-- Opening Marker --

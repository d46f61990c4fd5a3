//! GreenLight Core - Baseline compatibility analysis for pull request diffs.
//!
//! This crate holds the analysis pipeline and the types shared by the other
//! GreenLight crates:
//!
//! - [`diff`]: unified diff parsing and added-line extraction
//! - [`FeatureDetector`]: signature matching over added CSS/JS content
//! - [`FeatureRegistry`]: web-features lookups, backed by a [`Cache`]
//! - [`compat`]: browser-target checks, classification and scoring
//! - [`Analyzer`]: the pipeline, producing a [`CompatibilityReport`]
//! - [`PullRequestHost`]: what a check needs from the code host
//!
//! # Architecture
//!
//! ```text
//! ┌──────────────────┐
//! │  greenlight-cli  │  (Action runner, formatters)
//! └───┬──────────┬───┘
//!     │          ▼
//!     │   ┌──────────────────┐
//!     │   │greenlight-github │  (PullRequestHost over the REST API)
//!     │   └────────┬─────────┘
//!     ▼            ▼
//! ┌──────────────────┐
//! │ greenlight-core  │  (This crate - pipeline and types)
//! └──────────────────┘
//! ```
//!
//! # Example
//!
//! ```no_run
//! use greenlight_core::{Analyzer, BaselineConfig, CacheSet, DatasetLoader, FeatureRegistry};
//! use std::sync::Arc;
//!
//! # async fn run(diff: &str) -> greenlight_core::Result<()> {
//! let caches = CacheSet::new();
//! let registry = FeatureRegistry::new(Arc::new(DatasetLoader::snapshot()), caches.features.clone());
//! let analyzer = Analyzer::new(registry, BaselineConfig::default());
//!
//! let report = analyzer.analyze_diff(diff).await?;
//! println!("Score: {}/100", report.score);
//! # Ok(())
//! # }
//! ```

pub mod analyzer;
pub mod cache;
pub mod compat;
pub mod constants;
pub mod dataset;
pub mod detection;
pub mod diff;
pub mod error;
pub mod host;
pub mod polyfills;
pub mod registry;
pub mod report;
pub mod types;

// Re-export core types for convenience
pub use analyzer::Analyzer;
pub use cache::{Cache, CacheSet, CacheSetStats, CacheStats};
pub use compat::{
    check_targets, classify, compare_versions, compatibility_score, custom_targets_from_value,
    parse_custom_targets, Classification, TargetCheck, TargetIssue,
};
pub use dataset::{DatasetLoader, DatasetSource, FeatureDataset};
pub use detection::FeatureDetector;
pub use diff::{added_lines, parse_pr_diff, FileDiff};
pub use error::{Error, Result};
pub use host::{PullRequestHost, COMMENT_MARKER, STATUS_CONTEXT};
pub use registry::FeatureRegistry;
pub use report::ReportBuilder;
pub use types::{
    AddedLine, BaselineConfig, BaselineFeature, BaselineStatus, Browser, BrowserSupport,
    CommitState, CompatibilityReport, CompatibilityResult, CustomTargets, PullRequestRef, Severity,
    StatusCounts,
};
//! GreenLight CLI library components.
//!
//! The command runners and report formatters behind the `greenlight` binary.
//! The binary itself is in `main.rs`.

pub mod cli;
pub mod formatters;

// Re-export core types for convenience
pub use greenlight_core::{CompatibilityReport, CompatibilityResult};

-- Closing Marker --
-- Opening Marker --

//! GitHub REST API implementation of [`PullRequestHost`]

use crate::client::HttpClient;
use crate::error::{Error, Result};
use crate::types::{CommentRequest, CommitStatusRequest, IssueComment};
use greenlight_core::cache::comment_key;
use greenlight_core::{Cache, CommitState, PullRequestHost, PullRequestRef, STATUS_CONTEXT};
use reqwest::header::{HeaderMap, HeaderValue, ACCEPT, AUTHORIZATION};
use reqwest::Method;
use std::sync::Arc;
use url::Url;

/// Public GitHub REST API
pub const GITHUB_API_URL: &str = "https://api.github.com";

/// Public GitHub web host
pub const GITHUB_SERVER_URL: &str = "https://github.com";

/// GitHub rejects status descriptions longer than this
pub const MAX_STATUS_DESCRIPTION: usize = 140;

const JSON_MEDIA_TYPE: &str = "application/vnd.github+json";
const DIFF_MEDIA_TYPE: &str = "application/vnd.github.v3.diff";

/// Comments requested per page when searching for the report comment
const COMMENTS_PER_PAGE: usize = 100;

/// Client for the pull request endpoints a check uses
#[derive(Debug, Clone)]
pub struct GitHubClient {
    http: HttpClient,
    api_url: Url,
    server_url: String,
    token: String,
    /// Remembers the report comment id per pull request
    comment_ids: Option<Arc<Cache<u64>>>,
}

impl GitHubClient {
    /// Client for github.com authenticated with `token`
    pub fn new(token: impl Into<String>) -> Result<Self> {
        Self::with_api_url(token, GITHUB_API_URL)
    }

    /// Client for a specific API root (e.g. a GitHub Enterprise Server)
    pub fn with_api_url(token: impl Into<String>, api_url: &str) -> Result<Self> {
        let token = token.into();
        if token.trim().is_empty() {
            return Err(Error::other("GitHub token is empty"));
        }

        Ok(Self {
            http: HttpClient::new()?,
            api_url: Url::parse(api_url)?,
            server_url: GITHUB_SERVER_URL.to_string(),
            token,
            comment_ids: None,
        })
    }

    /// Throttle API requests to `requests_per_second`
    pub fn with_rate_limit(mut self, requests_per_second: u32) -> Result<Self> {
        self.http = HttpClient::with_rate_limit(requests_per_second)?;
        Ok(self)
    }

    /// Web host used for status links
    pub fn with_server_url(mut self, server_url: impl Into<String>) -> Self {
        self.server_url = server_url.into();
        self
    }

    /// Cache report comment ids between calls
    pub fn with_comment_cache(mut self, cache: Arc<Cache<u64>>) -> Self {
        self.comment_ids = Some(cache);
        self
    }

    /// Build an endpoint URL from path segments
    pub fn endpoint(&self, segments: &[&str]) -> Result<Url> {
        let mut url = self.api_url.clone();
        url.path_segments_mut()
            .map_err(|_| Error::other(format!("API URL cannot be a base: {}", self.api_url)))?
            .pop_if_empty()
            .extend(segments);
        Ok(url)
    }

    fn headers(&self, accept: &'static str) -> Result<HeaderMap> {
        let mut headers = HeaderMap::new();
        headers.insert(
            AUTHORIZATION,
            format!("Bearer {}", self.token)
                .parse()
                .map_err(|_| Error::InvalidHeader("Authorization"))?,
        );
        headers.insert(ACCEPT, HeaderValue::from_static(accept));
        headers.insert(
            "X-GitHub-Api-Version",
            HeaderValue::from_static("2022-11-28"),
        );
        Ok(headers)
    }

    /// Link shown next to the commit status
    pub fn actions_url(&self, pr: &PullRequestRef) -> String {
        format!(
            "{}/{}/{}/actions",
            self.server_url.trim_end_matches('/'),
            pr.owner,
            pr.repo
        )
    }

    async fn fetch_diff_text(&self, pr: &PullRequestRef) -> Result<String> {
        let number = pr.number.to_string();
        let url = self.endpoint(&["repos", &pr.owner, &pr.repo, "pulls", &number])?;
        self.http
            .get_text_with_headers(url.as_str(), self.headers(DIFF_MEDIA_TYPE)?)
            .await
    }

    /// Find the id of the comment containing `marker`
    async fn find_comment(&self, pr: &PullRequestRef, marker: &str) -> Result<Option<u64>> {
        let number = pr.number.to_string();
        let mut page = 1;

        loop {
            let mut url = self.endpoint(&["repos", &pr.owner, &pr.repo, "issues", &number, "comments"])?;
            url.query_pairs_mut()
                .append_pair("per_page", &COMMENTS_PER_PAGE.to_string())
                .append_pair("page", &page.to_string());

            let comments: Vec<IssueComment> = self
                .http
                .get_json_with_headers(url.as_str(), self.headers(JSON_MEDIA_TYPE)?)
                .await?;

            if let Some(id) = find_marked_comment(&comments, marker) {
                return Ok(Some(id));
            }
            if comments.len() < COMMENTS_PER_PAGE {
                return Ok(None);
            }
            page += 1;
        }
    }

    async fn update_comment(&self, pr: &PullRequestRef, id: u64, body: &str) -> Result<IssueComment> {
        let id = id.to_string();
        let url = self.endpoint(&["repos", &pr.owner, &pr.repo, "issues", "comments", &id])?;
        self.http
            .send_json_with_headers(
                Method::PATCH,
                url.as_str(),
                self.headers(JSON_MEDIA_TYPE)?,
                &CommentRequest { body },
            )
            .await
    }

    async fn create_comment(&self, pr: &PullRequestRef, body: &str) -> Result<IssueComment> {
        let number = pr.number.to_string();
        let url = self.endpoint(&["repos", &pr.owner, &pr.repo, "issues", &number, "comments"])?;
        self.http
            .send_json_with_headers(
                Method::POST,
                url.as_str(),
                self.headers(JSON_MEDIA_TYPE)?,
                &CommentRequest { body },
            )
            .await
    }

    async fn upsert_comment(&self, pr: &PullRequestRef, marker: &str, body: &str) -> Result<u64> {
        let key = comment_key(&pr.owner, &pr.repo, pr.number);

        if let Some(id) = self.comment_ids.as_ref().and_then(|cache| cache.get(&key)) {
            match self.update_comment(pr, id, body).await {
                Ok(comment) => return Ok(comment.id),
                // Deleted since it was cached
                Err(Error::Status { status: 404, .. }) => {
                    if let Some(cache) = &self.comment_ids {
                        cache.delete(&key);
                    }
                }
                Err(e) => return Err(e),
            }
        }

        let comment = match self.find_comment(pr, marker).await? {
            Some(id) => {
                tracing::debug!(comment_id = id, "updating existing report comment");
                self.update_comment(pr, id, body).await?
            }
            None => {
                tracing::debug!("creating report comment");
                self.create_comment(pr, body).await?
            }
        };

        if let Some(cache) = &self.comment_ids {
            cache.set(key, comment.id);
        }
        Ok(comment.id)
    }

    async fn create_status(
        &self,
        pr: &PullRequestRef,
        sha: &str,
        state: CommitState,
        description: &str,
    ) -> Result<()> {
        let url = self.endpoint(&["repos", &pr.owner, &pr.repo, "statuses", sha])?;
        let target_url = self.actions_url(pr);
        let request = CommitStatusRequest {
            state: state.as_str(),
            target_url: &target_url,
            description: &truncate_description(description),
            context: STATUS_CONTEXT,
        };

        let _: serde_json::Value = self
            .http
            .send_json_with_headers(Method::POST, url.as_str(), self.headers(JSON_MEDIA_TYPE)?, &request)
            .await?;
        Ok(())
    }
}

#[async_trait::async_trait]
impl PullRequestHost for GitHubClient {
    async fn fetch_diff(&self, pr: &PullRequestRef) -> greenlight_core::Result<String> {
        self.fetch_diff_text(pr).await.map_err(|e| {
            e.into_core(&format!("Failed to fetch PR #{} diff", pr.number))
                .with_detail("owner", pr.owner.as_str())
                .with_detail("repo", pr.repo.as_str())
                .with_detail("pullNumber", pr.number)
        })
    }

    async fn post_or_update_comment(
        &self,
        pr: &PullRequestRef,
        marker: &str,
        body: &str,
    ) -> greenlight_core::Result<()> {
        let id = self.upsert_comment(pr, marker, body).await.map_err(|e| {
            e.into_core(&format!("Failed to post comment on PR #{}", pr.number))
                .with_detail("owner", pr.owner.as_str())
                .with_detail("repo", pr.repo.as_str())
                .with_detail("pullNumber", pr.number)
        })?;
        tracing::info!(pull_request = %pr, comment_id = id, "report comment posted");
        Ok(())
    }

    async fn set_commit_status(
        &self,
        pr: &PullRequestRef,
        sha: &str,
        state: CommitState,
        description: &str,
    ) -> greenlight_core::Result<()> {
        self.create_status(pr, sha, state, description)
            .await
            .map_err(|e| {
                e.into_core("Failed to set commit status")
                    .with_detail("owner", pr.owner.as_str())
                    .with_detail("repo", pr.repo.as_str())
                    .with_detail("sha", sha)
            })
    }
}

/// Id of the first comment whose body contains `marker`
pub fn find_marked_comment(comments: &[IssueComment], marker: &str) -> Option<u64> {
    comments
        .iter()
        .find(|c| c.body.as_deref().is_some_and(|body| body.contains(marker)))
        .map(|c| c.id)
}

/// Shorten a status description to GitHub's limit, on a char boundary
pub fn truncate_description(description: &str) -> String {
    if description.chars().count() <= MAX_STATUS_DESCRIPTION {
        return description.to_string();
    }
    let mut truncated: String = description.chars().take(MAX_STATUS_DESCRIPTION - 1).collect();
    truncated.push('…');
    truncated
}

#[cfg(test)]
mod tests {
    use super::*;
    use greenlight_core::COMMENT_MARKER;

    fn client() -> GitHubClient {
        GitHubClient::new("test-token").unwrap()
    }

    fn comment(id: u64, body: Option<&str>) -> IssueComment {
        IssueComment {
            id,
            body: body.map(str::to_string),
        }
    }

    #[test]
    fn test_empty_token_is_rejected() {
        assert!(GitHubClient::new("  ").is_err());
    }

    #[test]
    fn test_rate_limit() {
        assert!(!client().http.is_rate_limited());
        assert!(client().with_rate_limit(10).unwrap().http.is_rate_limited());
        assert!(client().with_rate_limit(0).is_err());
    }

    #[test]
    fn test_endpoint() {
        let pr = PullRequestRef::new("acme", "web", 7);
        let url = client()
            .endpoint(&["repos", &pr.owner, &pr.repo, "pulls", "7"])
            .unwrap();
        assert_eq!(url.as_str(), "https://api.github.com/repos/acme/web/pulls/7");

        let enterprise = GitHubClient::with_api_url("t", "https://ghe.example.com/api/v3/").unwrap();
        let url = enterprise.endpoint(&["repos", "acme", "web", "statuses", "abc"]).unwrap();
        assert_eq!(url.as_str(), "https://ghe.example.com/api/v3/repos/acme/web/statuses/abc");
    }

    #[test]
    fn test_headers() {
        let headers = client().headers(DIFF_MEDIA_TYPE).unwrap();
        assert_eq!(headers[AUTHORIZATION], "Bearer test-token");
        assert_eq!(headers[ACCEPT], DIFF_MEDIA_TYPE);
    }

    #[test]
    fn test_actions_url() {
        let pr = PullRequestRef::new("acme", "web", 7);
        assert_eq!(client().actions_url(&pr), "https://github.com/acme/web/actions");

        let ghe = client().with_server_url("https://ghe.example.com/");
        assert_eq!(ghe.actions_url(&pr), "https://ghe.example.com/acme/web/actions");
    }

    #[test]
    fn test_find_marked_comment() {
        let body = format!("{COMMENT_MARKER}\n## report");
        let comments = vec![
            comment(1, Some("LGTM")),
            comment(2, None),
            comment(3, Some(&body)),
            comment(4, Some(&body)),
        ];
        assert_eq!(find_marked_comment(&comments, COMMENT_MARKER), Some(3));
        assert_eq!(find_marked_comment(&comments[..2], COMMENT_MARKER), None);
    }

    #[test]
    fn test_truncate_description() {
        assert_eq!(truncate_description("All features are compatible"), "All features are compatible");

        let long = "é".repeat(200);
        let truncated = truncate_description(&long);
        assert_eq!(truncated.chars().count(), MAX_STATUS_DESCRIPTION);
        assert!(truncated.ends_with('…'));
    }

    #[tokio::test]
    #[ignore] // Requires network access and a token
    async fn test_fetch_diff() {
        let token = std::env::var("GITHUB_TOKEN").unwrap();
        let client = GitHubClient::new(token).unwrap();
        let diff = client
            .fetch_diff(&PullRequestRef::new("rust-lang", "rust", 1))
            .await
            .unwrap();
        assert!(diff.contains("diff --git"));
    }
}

-- Closing Marker --

* **What is being asked**:
All lines of the listing that contain the word "issues" should be copied out.

* **Answer for this exercise**:
            let mut url = self.endpoint(&["repos", &pr.owner, &pr.repo, "issues", &number, "comments"])?;
        let url = self.endpoint(&["repos", &pr.owner, &pr.repo, "issues", "comments", &id])?;
        let url = self.endpoint(&["repos", &pr.owner, &pr.repo, "issues", &number, "comments"])?;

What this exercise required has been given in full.